Liberté de circulation, toujours et encore
Faute de perspective globale, submergées au jour le jour, les associations de soutien et les permanences juridiques ont quant à elles maintes fois cédé à la tentation du cas par cas, faisant le tri que les autorités leur délèguent. Mieux que rien ? Certes, pour les heureux élus qui bénéficiront d’une mesure favorable : dans le cadre d’une incessante urgence – là est une autre force du cas par cas –, cela se conçoit. Mais en même temps, cela détourne d’une solution plus radicale, qui est celle d’une large ouverture des frontières, la seule propre à permettre de jeter aux oubliettes ces notions politiquement détestables de « régularisation » et de « critères ».

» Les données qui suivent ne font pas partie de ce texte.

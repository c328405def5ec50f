//! Difference-of-Gaussians band-pass filter, applied slice by slice.

use crate::geom::{IntensityVolume, Shape, Volume};

/// Normalized 1D Gaussian kernel with radius `ceil(3σ)`.
pub fn gaussian_kernel_1d(sigma: f32) -> Vec<f32> {
    let radius = (3.0 * sigma).ceil().max(0.0) as usize;
    let size = 2 * radius + 1;
    let mut kernel = vec![0.0f32; size];

    let two_sigma_sq = 2.0 * sigma * sigma;
    let mut sum = 0.0f32;

    for (i, k) in kernel.iter_mut().enumerate() {
        let x = i as f32 - radius as f32;
        let value = (-x * x / two_sigma_sq).exp();
        *k = value;
        sum += value;
    }

    for v in &mut kernel {
        *v /= sum;
    }

    kernel
}

/// Separable Gaussian blur of every XY slice. Edges are replicated.
pub fn gaussian_blur_2d(volume: &IntensityVolume, sigma: f32) -> IntensityVolume {
    let shape = volume.shape();
    if shape.is_empty() {
        return volume.clone();
    }
    let kernel = gaussian_kernel_1d(sigma);
    let radius = (kernel.len() / 2) as isize;
    let Shape { width, height, .. } = shape;
    let plane = width * height;

    let src = volume.as_slice();
    let mut tmp = vec![0.0f32; src.len()];
    let mut out = vec![0.0f32; src.len()];

    for (slice_in, slice_tmp) in src.chunks(plane.max(1)).zip(tmp.chunks_mut(plane.max(1))) {
        for y in 0..height {
            let row = &slice_in[y * width..(y + 1) * width];
            for x in 0..width {
                let mut acc = 0.0f32;
                for (k, w) in kernel.iter().enumerate() {
                    let sx = clamp(x as isize + k as isize - radius, width);
                    acc += w * row[sx];
                }
                slice_tmp[y * width + x] = acc;
            }
        }
    }

    for (slice_tmp, slice_out) in tmp.chunks(plane.max(1)).zip(out.chunks_mut(plane.max(1))) {
        for y in 0..height {
            for x in 0..width {
                let mut acc = 0.0f32;
                for (k, w) in kernel.iter().enumerate() {
                    let sy = clamp(y as isize + k as isize - radius, height);
                    acc += w * slice_tmp[sy * width + x];
                }
                slice_out[y * width + x] = acc;
            }
        }
    }

    Volume::from_parts(shape, out)
}

#[inline]
fn clamp(i: isize, len: usize) -> usize {
    i.clamp(0, len as isize - 1) as usize
}

/// `blur(σ1) - blur(σ2)`: with `σ1 < σ2`, spots of about σ1 come out bright.
pub fn difference_of_gaussians(volume: &IntensityVolume, sigma1: f32, sigma2: f32) -> IntensityVolume {
    let narrow = gaussian_blur_2d(volume, sigma1);
    let wide = gaussian_blur_2d(volume, sigma2);
    let data = narrow
        .as_slice()
        .iter()
        .zip(wide.as_slice())
        .map(|(a, b)| a - b)
        .collect();
    Volume::from_parts(volume.shape(), data)
}
//! Integer voxel coordinates and continuous points in voxel space.

use serde::{Deserialize, Serialize};
use std::fmt;

/// A voxel index triple.
///
/// Field order is z, y, x so that the derived `Ord` is raster order
/// (x fastest), which is the order every voxel set is stored in.
#[derive(Clone, Copy, PartialEq, Eq, PartialOrd, Ord, Hash, Serialize, Deserialize)]
pub struct Voxel {
    pub z: i32,
    pub y: i32,
    pub x: i32,
}

impl Voxel {
    /// Creates a voxel from x, y, z indices.
    #[inline]
    pub const fn new(x: i32, y: i32, z: i32) -> Self {
        Self { z, y, x }
    }

    /// Returns this voxel shifted by the given offset.
    #[inline]
    pub fn offset(&self, dx: i32, dy: i32, dz: i32) -> Self {
        Self::new(self.x + dx, self.y + dy, self.z + dz)
    }

    /// Euclidean distance in voxel units.
    #[inline]
    pub fn distance(&self, other: &Voxel) -> f64 {
        self.as_point().distance(&other.as_point())
    }

    /// Squared distance in voxel units, exact in integers.
    #[inline]
    pub fn distance_sq(&self, other: &Voxel) -> i64 {
        let dx = (self.x - other.x) as i64;
        let dy = (self.y - other.y) as i64;
        let dz = (self.z - other.z) as i64;
        dx * dx + dy * dy + dz * dz
    }

    /// The voxel center as a continuous point.
    #[inline]
    pub fn as_point(&self) -> Point3 {
        Point3::new(self.x as f64, self.y as f64, self.z as f64)
    }
}

impl fmt::Debug for Voxel {
    fn fmt(&self, f: &mut fmt::Formatter<'_>) -> fmt::Result {
        write!(f, "Voxel({}, {}, {})", self.x, self.y, self.z)
    }
}

/// A continuous position in voxel space, used for sub-voxel centroids.
#[derive(Clone, Copy, PartialEq, Debug, Default, Serialize, Deserialize)]
pub struct Point3 {
    pub x: f64,
    pub y: f64,
    pub z: f64,
}

impl Point3 {
    #[inline]
    pub const fn new(x: f64, y: f64, z: f64) -> Self {
        Self { x, y, z }
    }

    /// Euclidean distance in voxel units.
    #[inline]
    pub fn distance(&self, other: &Point3) -> f64 {
        let dx = self.x - other.x;
        let dy = self.y - other.y;
        let dz = self.z - other.z;
        (dx * dx + dy * dy + dz * dz).sqrt()
    }

    /// Rounds half-up on every axis.
    #[inline]
    pub fn rounded(&self) -> Voxel {
        Voxel::new(round_half_up(self.x), round_half_up(self.y), round_half_up(self.z))
    }

    /// Returns true if all components are finite.
    #[inline]
    pub fn is_finite(&self) -> bool {
        self.x.is_finite() && self.y.is_finite() && self.z.is_finite()
    }
}

#[inline]
fn round_half_up(v: f64) -> i32 {
    (v + 0.5).floor() as i32
}

#[cfg(test)]
mod tests {
    use super::*;

    #[test]
    fn test_voxel_raster_ordering() {
        // x varies fastest, then y, then z
        assert!(Voxel::new(1, 0, 0) < Voxel::new(0, 1, 0));
        assert!(Voxel::new(9, 9, 0) < Voxel::new(0, 0, 1));
        assert!(Voxel::new(0, 0, 0) < Voxel::new(1, 0, 0));
    }

    #[test]
    fn test_voxel_distance() {
        let a = Voxel::new(0, 0, 0);
        let b = Voxel::new(3, 4, 0);
        assert_eq!(a.distance(&b), 5.0);
        assert_eq!(a.distance_sq(&b), 25);
    }

    #[test]
    fn test_round_half_up() {
        assert_eq!(Point3::new(1.5, 2.49, -0.5).rounded(), Voxel::new(2, 2, 0));
        assert_eq!(Point3::new(-1.6, 0.0, 3.5).rounded(), Voxel::new(-2, 0, 4));
    }

    #[test]
    fn test_point_is_finite() {
        assert!(Point3::new(1.0, 2.0, 3.0).is_finite());
        assert!(!Point3::new(f64::NAN, 2.0, 3.0).is_finite());
    }
}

On peut fouiller les quatre horizons : il n’y a pas d’autre solution. Tout le reste est injuste, de moins en moins efficace (si seulement c’est le but), de plus en plus coûteux, et avant tout opposé aux droits fondamentaux – particulièrement, on ne se lassera pas de le redire, aux traités internationaux qui préconisent les droits de « quitter tout pays y compris le sien » et de demander protection ailleurs.
La voie est tracée : ceux qui prônaient la liberté de circulation en 1996-1997 se faisaient au mieux rire au nez, et au pire traiter d’ennemis de l’État de droit ou de complices des négriers. Maintenant, on les écoute et l’on discute leurs arguments, ce qui est source d’optimisme. Il nous appartient désormais de voir comment cette liberté (qui n’est pas celle des États et des employeurs à « faire circuler » [11], mais celle des personnes, adossée à leurs droits plus qu’à leurs intérêts) doit se combiner avec une lutte contre le racisme et pour le respect du droit des travailleurs et des citoyens nouveaux venus. Le chantier n’est pas mince mais il est plus que jamais à notre portée.
Notes
[1] Madjiguène Cissé, Paroles de sans-papiers, La Dispute, 1999, p. 11. Ce livre est la meilleure des références comme aperçu de toute la complexité de ce qui s’est passé.
[2] Voir le film de Samir Abdallah et Raffaele Ventura, La ballade des sans-papiers [sic], L’yeux ouverts-Agence IM’média, 1996.
[3] Plein droit, n° 32, p. 10-16 ; n° 34, p. 18-22. Pour la période 1996-1997, les numéros 36 et 37-38 pourront également être consultés. Voir aussi : Alain Morice, « Le mouvement des sans-papiers ou la difficile mobilisation collective des individualismes », in Ahmed Boubeker, Abdellali Hajjat, Histoire politique des immigrations (post) coloniales. France (1920-2008), Ed. Amsterdam, 2008, p. 125-141.
[4] Voir notamment André Muyinga, Christophe Daadouch, « Collectif et consensus », Plein droit, n° 34, avril 1997, p. 24-25.
[5] Voir, très documenté quant aux différents lieux mais aussi sur un plan théorique et politique : Sans-papiers. Chroniques d’un mouvement, IM’média/ Reflex, 1997.
[6] Cf. Johanna Siméant, La grève de la faim, Presses de Sciences Po, 2009. Pour la période jusqu’en 1996, voir son ouvrage La cause des sans-papiers, Presses de Sciences Po, 1998.
[9] Conseil d’État, avis n° 359622 « Étrangers non ressortissants de l’UE », 22 août 1996.
[10] Voir Emmanuel Terray, « Réflexions sur le mouvement des sans-papiers », No pasaran, n° 13, oct. 2002 ; Alain Morice, op. cit., p. 136.